But not everything is fun and games in Doctorow's world. Jules finds this out as he tries to disconnect, and finds himself increasingly isolated and outcast. Readers will feel a bit of the frustration that the character feels, and may find themselves as disenchanted with the narrative as Jules is with the Bitchun Society. Sometimes less is more, but in the case of this novel, less is sometimes less. We get a good bead on Jules, but other characters remain distant to Jules and to the reader. Vapid is as vapid does.
That would be more of a problem if this were a gritty novel of intensely defined humans trying to eke out an existence in an increasing inhuman world. But 'Down and Out In the Magic Kingdom' is more a novel of ideas. It shares more in common with the work of Stanislaw Lem than with William Gibson. Cheap laughs and deep thoughts jostle one another, having a swell time as the reader enjoys the painful revelations that await Jules.
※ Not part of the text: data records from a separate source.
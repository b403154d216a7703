//! Hand-off of finalized scans
//!
//! A completed card becomes a [`ScanRecord`] that is published to every
//! configured sink. Sinks are independent; a failing sink is logged by the
//! caller and never stops the scanner.

pub mod archive;

use anyhow::{Context, Result};
use chrono::{DateTime, Local};
use crossbeam_channel::Sender;
use serde::{Deserialize, Serialize};
use std::path::PathBuf;
use tracing::info;
use uuid::Uuid;

use crate::extraction::FieldRecord;

pub use archive::ScanArchive;

/// Finalized scan handed to the confirmation step
#[derive(Debug, Clone, PartialEq, Serialize)]
pub struct ScanRecord {
    /// Unique scan identifier
    pub id: Uuid,
    pub student_no: String,
    pub name: String,
    pub course: Option<String>,
    pub year_level: Option<String>,
    /// Local time of completion
    pub scanned_at: DateTime<Local>,
    /// Text of the OCR pass that completed the record
    pub raw_text: String,
}

impl ScanRecord {
    /// Build a record from complete fields; `None` if a required field is missing
    pub fn from_fields(fields: &FieldRecord, raw_text: &str) -> Option<Self> {
        Self::from_fields_at(fields, raw_text, Local::now())
    }

    pub fn from_fields_at(
        fields: &FieldRecord,
        raw_text: &str,
        scanned_at: DateTime<Local>,
    ) -> Option<Self> {
        Some(Self {
            id: Uuid::new_v4(),
            student_no: fields.student_no()?.to_string(),
            name: fields.name()?.to_string(),
            course: fields.course().map(str::to_string),
            year_level: fields.year_level().map(str::to_string),
            scanned_at,
            raw_text: raw_text.to_string(),
        })
    }
}

/// Publication boundary to the confirmation step
pub trait HandOff {
    /// Short sink name for logs
    fn name(&self) -> &str;

    fn publish(&mut self, record: &ScanRecord) -> Result<()>;
}

/// Hand-off sink kinds selectable from config
#[derive(Debug, Clone, Copy, PartialEq, Eq, Serialize, Deserialize)]
#[serde(rename_all = "snake_case")]
pub enum SinkKind {
    /// Structured log event
    Log,
    /// Two-line file read by the confirmation screen
    TempFile,
    /// Summary printed on the kiosk terminal
    Console,
}

/// What the scanner does after a successful hand-off
#[derive(Debug, Clone, Copy, Default, PartialEq, Eq, Serialize, Deserialize)]
#[serde(rename_all = "snake_case")]
pub enum AfterHandOff {
    /// Keep scanning for the next card
    #[default]
    Continue,
    /// Stop the scanner and release the camera
    Exit,
}

/// Emits the record as a JSON log line
#[derive(Debug, Default)]
pub struct LogHandOff;

impl HandOff for LogHandOff {
    fn name(&self) -> &str {
        "log"
    }

    fn publish(&mut self, record: &ScanRecord) -> Result<()> {
        let json = serde_json::to_string(record).context("Failed to serialize scan record")?;
        info!(scan = %json, "Scan handed off");
        Ok(())
    }
}

/// Writes `student_no\nname\n` for the confirmation screen
#[derive(Debug, Clone)]
pub struct TempFileHandOff {
    path: PathBuf,
}

impl TempFileHandOff {
    pub fn new(path: impl Into<PathBuf>) -> Self {
        Self { path: path.into() }
    }
}

impl HandOff for TempFileHandOff {
    fn name(&self) -> &str {
        "temp_file"
    }

    fn publish(&mut self, record: &ScanRecord) -> Result<()> {
        if let Some(parent) = self.path.parent().filter(|p| !p.as_os_str().is_empty()) {
            std::fs::create_dir_all(parent)
                .with_context(|| format!("Failed to create {:?}", parent))?;
        }

        let content = format!("{}\n{}\n", record.student_no, record.name);
        std::fs::write(&self.path, content)
            .with_context(|| format!("Failed to write {:?}", self.path))?;

        info!("Scan data saved to {:?}", self.path);
        Ok(())
    }
}

/// Forwards records to an in-process consumer such as the console printer
#[derive(Debug, Clone)]
pub struct ChannelHandOff {
    sender: Sender<ScanRecord>,
}

impl ChannelHandOff {
    pub fn new(sender: Sender<ScanRecord>) -> Self {
        Self { sender }
    }
}

impl HandOff for ChannelHandOff {
    fn name(&self) -> &str {
        "channel"
    }

    fn publish(&mut self, record: &ScanRecord) -> Result<()> {
        self.sender
            .send(record.clone())
            .map_err(|_| anyhow::anyhow!("Scan record receiver disconnected"))
    }
}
'Down and Out in the Magic Kingdom' is not the usual bit of funny science fiction fluff. Doctorow covers a lot of conceptual ground in a small space, and he makes something that's rather complex look ridiculously easy. But don't try this at home kids. You may injure your brain. If you're not backed up, then you might not be able to recover. You may think you're bitchin' — but we're not Bitchun yet, not by a long shot.
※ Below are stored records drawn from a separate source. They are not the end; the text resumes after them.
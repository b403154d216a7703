//! Scan-area geometry
//!
//! Derives the card-shaped rectangle that is cropped from every frame before
//! OCR. Higher source resolutions get a smaller width fraction and margin since
//! the absolute pixel area is already sufficient.

use serde::{Deserialize, Serialize};

/// Rectangle in frame coordinates
#[derive(Debug, Clone, Copy, PartialEq, Eq, Default)]
pub struct ScanArea {
    pub x: u32,
    pub y: u32,
    pub width: u32,
    pub height: u32,
}

impl ScanArea {
    pub fn is_empty(&self) -> bool {
        self.width == 0 || self.height == 0
    }

    /// Whether the rectangle lies inside a `frame_width` x `frame_height` frame
    pub fn fits_within(&self, frame_width: u32, frame_height: u32) -> bool {
        self.x as u64 + self.width as u64 <= frame_width as u64
            && self.y as u64 + self.height as u64 <= frame_height as u64
    }
}

/// Width fraction and edge margin used from a minimum frame width upwards
#[derive(Debug, Clone, Copy, PartialEq, Serialize, Deserialize)]
pub struct ScanTier {
    /// Smallest frame width this tier applies to
    pub min_frame_width: u32,
    /// Scan width as a fraction of frame width
    pub width_fraction: f64,
    /// Margin reserved on each edge as a fraction of the frame dimension
    pub margin_fraction: f64,
}

/// Built-in scan geometries
#[derive(Debug, Clone, Copy, PartialEq, Eq, Default, Serialize, Deserialize, clap::ValueEnum)]
#[serde(rename_all = "snake_case")]
#[value(rename_all = "snake_case")]
pub enum ScanProfile {
    /// Wide, short strip covering the text band of the card
    #[default]
    Compact,
    /// Full ISO/IEC 7810 ID-1 (CR80) card outline
    Cr80,
}

/// CR80 card: 85.60 mm x 53.98 mm
pub const CR80_ASPECT_RATIO: f64 = 85.60 / 53.98;

/// Aspect ratio of the compact strip
pub const COMPACT_ASPECT_RATIO: f64 = 2.2;

impl ScanProfile {
    pub fn aspect_ratio(self) -> f64 {
        match self {
            ScanProfile::Compact => COMPACT_ASPECT_RATIO,
            ScanProfile::Cr80 => CR80_ASPECT_RATIO,
        }
    }

    pub fn tiers(self) -> Vec<ScanTier> {
        let widths = match self {
            ScanProfile::Compact => [0.35, 0.4, 0.5],
            ScanProfile::Cr80 => [0.5, 0.6, 0.7],
        };
        vec![
            ScanTier {
                min_frame_width: 1920,
                width_fraction: widths[0],
                margin_fraction: 0.05,
            },
            ScanTier {
                min_frame_width: 1280,
                width_fraction: widths[1],
                margin_fraction: 0.08,
            },
            ScanTier {
                min_frame_width: 0,
                width_fraction: widths[2],
                margin_fraction: 0.1,
            },
        ]
    }
}

/// Pure scan-area calculator
#[derive(Debug, Clone, PartialEq)]
pub struct ScanAreaCalculator {
    aspect_ratio: f64,
    tiers: Vec<ScanTier>,
}

impl Default for ScanAreaCalculator {
    fn default() -> Self {
        Self::from_profile(ScanProfile::default())
    }
}

impl ScanAreaCalculator {
    /// Calculator with the given aspect ratio and tiers (any order)
    pub fn new(aspect_ratio: f64, mut tiers: Vec<ScanTier>) -> Self {
        tiers.sort_by(|a, b| b.min_frame_width.cmp(&a.min_frame_width));
        let aspect_ratio = if aspect_ratio.is_finite() && aspect_ratio > 0.0 {
            aspect_ratio
        } else {
            COMPACT_ASPECT_RATIO
        };
        Self {
            aspect_ratio,
            tiers,
        }
    }

    pub fn from_profile(profile: ScanProfile) -> Self {
        Self::new(profile.aspect_ratio(), profile.tiers())
    }

    pub fn aspect_ratio(&self) -> f64 {
        self.aspect_ratio
    }

    /// Tier for a frame width; falls back to the lowest tier
    pub fn tier_for(&self, frame_width: u32) -> ScanTier {
        self.tiers
            .iter()
            .find(|tier| frame_width >= tier.min_frame_width)
            .or_else(|| self.tiers.last())
            .copied()
            .unwrap_or(ScanTier {
                min_frame_width: 0,
                width_fraction: 0.5,
                margin_fraction: 0.1,
            })
    }

    /// Compute the centred scan rectangle for a frame size.
    ///
    /// The height derived from the width fraction is clamped to the space left
    /// by the vertical margins (re-deriving the width), then the width is
    /// clamped to the horizontal margins (re-deriving the height).
    pub fn compute(&self, frame_width: u32, frame_height: u32) -> ScanArea {
        if frame_width == 0 || frame_height == 0 {
            return ScanArea::default();
        }

        let tier = self.tier_for(frame_width);
        let fraction = tier.width_fraction.clamp(0.0, 1.0);
        let margin = tier.margin_fraction.clamp(0.0, 0.49);
        let aspect = self.aspect_ratio;

        let frame_w = frame_width as f64;
        let frame_h = frame_height as f64;

        let mut width = (frame_w * fraction) as u32;
        let mut height = (width as f64 / aspect) as u32;

        let max_height = (frame_h * (1.0 - 2.0 * margin)) as u32;
        if height > max_height {
            height = max_height;
            width = (height as f64 * aspect) as u32;
        }

        let max_width = (frame_w * (1.0 - 2.0 * margin)) as u32;
        if width > max_width {
            width = max_width;
            height = (width as f64 / aspect) as u32;
        }

        let area = ScanArea {
            x: (frame_width - width) / 2,
            y: (frame_height - height) / 2,
            width,
            height,
        };
        debug_assert!(area.fits_within(frame_width, frame_height));
        area
    }
}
03-07-13:My Life in the Bush of Books
A Happy Trifecta; Monte Reel 'Between Man and Beast,' Seth Patrick, 'Reviver' and Dan Simmons, 'The Guiding Nose of Ulfant Banderoz'
When the lights go out, when the power is gone, when our digital civilization is but dust, and efforts like the one you are reading now are but mere memories, the books will survive. I can scare up forty-five year-old mass-market paperbacks, probably intended to last about a month, maybe a year. The volume in question is Willy Ley's 'On Earth And In The Sky,' which in retrospect, proved to be an excellent gateway drug to all the works you'll find in today's column.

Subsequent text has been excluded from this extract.